▶ RECORDS SUPPLIED
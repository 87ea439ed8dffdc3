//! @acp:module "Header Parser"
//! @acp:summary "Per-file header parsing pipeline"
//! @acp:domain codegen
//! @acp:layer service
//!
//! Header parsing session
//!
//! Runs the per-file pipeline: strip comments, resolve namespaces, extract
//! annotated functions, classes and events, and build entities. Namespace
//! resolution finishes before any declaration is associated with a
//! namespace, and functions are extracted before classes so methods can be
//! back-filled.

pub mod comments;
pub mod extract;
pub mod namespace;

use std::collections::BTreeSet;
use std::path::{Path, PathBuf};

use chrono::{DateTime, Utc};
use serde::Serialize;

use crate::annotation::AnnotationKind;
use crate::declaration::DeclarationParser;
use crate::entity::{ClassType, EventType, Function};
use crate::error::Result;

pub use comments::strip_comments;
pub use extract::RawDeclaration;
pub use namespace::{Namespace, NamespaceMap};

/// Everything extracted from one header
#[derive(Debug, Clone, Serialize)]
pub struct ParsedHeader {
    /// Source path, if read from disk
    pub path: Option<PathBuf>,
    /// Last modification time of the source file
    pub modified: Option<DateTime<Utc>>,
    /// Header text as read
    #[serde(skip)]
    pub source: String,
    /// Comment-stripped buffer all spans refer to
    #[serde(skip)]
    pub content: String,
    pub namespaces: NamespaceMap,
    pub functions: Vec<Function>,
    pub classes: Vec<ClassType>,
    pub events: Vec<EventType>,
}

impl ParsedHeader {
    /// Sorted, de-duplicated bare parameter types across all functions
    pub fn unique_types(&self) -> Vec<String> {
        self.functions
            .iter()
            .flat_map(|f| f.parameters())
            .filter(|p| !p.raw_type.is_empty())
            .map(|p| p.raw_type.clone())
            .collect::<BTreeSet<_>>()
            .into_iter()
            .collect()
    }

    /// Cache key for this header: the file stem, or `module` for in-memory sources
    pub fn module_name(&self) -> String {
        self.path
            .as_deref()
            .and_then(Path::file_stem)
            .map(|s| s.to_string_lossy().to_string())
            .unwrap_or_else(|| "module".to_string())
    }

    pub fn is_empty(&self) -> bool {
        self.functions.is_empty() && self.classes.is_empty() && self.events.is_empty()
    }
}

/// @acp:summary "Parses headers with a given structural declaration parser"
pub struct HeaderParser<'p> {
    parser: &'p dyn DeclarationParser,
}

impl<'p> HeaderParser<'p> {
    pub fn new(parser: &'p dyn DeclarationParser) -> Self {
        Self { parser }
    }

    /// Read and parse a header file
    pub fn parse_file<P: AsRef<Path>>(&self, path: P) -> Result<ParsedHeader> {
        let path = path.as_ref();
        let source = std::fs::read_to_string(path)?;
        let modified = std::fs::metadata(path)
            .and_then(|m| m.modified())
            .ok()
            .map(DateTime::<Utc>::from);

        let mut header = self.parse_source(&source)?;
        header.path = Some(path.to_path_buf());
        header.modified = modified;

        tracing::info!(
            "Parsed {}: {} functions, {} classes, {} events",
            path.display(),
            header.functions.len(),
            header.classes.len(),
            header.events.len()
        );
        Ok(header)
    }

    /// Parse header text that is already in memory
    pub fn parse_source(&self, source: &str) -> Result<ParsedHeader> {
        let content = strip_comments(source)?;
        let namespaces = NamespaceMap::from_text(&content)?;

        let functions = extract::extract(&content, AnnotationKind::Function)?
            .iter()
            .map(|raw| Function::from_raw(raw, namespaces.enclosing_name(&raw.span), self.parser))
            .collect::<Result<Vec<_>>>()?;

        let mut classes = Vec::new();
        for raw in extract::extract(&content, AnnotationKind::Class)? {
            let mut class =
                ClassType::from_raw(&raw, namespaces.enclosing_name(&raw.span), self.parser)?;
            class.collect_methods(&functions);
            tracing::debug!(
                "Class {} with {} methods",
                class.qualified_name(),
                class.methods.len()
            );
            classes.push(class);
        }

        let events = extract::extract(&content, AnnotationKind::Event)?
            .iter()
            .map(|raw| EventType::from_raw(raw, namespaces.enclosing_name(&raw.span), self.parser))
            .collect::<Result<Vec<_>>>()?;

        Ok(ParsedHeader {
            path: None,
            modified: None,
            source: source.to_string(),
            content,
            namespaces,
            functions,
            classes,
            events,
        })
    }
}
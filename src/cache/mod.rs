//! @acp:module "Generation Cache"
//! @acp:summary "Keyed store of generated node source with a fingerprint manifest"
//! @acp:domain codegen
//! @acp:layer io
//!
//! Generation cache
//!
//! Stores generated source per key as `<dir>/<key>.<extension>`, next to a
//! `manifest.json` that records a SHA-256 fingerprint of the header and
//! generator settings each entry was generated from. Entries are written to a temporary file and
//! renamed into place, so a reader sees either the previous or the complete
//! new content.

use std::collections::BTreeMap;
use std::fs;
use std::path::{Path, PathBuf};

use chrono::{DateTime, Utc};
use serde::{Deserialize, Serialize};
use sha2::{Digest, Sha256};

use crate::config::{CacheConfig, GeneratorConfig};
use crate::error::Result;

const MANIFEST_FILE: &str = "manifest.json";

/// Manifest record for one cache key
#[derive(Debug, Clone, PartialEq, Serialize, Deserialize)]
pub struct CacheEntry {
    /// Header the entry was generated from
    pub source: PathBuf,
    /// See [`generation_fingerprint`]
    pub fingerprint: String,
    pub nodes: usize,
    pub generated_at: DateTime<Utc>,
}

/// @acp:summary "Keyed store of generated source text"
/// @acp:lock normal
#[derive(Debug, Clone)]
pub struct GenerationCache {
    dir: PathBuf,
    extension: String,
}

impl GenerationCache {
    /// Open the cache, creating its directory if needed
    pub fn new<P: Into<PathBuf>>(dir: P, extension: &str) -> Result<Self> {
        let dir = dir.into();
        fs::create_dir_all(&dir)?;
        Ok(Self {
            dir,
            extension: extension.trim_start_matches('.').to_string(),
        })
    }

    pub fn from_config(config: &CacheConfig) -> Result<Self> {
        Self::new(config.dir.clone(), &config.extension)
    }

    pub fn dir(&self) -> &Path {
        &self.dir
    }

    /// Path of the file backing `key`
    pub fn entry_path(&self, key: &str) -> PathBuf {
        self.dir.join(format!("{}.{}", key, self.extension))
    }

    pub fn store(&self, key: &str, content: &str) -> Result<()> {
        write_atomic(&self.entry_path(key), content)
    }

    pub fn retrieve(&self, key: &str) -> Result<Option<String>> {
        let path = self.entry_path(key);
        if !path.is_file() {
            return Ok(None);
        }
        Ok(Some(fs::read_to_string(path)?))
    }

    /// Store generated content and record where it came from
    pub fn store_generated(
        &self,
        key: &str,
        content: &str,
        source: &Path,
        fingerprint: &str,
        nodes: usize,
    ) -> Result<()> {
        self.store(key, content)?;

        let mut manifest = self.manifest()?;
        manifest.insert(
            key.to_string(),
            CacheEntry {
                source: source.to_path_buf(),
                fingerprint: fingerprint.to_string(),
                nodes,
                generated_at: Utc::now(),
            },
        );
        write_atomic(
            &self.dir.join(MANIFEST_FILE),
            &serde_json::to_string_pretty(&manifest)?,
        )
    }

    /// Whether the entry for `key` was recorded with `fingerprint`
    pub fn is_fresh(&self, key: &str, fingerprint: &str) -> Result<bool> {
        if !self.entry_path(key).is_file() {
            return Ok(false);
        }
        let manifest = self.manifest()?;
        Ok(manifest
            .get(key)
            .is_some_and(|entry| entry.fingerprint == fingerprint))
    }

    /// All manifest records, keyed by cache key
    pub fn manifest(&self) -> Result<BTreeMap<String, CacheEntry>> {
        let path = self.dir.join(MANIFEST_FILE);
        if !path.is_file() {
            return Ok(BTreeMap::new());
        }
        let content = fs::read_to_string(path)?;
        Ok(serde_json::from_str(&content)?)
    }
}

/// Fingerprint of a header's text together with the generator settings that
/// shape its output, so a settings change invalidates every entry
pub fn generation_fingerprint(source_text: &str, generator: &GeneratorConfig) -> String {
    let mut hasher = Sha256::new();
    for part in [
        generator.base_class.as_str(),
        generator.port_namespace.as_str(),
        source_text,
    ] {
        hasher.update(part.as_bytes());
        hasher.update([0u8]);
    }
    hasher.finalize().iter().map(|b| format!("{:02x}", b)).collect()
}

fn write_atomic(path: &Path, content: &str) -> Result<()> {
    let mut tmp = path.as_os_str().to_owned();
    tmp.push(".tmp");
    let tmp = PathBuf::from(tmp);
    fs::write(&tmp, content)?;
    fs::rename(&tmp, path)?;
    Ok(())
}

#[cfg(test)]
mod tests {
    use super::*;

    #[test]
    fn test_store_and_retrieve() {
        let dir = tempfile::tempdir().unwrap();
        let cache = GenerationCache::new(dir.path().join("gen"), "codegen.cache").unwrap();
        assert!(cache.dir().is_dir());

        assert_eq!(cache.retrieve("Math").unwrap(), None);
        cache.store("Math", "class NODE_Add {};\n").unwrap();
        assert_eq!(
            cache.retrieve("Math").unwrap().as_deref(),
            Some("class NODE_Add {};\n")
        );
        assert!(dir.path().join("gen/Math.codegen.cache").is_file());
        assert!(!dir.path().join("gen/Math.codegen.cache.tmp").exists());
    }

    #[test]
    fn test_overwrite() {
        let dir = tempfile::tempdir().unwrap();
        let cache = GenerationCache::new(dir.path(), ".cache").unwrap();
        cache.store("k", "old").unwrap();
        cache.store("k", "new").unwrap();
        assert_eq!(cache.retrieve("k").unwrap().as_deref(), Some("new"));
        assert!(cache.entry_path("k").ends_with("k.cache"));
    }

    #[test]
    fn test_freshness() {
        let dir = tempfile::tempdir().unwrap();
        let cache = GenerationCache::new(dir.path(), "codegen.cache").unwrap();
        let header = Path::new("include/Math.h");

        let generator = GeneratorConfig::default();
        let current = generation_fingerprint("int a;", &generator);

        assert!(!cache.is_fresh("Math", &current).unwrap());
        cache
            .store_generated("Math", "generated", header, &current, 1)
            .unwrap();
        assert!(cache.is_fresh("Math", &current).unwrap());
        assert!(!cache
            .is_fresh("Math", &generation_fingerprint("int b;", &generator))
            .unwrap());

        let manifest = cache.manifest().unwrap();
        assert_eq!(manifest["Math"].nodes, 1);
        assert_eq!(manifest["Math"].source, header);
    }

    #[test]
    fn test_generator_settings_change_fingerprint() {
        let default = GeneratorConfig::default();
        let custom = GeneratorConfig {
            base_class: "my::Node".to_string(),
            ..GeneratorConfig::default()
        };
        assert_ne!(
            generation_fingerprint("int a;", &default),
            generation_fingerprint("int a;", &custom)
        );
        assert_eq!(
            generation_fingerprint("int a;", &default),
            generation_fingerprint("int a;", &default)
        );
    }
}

▶ EXERCISE DIRECTIONS
Find the lines of the listing above that hold "classes". Please copy them.

▶ SOLUTION TO THIS PROBLEM
//! annotated functions, classes and events, and build entities. Namespace
//! namespace, and functions are extracted before classes so methods can be
    pub classes: Vec<ClassType>,
        self.functions.is_empty() && self.classes.is_empty() && self.events.is_empty()
            "Parsed {}: {} functions, {} classes, {} events",
            header.classes.len(),
        let mut classes = Vec::new();
            classes.push(class);
            classes,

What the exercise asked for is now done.